● Activity
Check every line of the data below for the word "updated". Copy the ones that have it.

Stored items
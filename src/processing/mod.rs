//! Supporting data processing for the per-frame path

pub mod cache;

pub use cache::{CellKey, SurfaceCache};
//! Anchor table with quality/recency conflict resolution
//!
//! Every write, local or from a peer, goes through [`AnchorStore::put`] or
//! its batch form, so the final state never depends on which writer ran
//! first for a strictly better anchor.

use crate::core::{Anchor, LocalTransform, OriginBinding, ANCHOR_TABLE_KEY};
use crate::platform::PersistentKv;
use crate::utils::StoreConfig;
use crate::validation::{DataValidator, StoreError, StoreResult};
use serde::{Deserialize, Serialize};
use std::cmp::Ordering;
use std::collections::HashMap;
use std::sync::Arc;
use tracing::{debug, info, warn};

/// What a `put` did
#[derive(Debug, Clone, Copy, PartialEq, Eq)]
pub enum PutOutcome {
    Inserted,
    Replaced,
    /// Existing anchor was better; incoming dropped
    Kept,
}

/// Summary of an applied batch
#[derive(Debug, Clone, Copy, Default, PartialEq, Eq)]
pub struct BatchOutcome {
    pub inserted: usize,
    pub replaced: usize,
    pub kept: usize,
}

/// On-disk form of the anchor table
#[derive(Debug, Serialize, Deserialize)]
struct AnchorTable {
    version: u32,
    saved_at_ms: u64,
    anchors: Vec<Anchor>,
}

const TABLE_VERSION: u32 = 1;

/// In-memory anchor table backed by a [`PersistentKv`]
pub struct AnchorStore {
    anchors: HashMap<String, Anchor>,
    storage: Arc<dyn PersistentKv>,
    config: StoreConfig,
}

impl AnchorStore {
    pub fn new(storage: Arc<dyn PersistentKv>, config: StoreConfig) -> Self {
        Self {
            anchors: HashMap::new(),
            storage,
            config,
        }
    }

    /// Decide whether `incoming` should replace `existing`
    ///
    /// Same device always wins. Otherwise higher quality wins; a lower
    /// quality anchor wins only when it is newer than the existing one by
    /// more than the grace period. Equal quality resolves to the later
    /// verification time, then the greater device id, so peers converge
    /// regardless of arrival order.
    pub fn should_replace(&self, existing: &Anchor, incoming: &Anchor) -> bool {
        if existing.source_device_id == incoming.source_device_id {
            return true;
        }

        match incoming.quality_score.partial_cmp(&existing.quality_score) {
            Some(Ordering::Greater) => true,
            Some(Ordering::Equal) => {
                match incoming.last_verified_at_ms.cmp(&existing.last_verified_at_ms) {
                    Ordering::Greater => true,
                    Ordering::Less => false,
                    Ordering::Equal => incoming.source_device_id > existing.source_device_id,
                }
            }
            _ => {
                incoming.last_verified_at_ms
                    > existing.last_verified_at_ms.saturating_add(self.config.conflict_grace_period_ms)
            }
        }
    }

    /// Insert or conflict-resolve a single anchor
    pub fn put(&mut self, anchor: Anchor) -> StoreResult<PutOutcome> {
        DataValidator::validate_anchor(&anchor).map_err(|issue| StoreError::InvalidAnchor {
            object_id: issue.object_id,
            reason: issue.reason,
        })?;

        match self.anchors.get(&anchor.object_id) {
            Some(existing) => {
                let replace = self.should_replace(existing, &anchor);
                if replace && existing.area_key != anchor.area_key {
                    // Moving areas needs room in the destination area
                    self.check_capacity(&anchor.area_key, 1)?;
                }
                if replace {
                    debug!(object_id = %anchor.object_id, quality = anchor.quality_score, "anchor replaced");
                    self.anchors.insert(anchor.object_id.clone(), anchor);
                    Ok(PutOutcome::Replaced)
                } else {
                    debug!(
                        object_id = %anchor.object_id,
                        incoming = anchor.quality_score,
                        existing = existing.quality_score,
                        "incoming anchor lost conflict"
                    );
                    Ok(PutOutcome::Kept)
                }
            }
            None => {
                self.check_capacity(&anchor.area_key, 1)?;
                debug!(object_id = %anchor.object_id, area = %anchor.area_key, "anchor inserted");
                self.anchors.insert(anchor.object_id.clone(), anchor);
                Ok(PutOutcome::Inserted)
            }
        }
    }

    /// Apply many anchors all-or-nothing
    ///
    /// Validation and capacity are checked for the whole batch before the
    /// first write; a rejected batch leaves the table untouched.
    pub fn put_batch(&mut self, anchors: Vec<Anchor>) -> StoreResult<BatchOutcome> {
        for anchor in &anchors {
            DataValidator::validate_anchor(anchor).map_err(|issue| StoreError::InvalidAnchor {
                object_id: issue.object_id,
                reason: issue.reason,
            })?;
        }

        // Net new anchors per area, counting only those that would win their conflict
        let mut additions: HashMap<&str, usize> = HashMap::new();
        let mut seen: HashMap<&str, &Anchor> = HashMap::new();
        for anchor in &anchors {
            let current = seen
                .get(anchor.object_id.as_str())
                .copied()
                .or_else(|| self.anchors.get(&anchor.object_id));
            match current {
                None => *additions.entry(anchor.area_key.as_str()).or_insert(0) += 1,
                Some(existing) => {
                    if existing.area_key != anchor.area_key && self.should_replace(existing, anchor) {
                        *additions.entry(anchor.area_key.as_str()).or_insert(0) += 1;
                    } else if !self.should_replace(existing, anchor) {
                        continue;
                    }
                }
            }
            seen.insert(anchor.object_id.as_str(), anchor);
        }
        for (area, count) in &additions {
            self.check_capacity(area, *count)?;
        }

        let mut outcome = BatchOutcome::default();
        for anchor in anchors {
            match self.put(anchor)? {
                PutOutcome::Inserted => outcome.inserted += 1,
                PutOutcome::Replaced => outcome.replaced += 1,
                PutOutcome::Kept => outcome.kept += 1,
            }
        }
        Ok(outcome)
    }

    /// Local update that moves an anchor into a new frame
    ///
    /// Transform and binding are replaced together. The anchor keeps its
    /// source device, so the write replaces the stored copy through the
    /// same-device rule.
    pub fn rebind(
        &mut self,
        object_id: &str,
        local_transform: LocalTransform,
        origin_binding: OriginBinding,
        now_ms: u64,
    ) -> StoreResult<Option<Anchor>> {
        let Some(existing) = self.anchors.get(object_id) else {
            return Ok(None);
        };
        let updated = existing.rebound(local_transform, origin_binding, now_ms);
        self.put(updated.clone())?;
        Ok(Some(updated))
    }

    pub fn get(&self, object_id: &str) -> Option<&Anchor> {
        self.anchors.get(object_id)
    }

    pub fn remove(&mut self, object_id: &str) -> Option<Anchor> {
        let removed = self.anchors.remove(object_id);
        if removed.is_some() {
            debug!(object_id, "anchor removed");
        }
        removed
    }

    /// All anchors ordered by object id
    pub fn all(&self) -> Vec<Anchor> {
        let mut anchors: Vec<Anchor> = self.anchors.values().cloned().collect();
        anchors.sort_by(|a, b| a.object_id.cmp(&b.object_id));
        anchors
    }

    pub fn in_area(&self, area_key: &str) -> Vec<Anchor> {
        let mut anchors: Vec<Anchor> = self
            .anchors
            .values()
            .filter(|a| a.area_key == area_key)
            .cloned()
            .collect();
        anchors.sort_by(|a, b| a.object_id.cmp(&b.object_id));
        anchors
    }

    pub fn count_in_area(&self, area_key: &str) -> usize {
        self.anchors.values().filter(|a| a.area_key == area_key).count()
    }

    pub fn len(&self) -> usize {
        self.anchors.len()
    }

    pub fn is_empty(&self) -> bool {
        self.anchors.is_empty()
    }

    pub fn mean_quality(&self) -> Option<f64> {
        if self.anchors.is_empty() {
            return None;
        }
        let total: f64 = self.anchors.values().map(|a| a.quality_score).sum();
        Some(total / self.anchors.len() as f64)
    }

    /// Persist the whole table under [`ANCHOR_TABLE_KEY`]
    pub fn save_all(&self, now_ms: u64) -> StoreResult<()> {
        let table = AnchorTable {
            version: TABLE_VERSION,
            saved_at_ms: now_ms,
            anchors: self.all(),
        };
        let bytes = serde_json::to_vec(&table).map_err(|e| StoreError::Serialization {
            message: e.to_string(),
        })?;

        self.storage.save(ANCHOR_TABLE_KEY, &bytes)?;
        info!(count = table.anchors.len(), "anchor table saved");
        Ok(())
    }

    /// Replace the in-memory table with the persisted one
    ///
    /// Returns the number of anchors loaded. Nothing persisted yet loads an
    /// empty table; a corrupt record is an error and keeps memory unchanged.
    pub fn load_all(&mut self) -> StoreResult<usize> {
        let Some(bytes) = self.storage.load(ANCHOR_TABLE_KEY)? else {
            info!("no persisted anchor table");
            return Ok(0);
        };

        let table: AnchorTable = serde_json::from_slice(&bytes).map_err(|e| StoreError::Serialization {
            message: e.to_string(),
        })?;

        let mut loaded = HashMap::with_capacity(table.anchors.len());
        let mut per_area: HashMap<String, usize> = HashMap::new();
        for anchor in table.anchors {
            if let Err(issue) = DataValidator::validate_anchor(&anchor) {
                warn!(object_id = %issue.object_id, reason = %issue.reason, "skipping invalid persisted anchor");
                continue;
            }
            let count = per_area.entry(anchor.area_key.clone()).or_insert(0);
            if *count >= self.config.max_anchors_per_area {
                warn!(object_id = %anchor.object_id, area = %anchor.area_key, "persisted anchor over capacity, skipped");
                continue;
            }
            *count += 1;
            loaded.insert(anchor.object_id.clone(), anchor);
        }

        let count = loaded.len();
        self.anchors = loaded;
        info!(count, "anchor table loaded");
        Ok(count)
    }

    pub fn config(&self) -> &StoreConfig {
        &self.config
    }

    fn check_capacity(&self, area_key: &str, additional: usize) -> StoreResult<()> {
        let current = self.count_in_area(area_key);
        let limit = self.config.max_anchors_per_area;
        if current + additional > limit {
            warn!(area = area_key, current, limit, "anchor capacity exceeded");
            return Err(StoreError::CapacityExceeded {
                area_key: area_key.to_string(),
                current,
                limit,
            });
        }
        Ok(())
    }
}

● Solution
        let updated = existing.rebound(local_transform, origin_binding, now_ms);
        self.put(updated.clone())?;
        Ok(Some(updated))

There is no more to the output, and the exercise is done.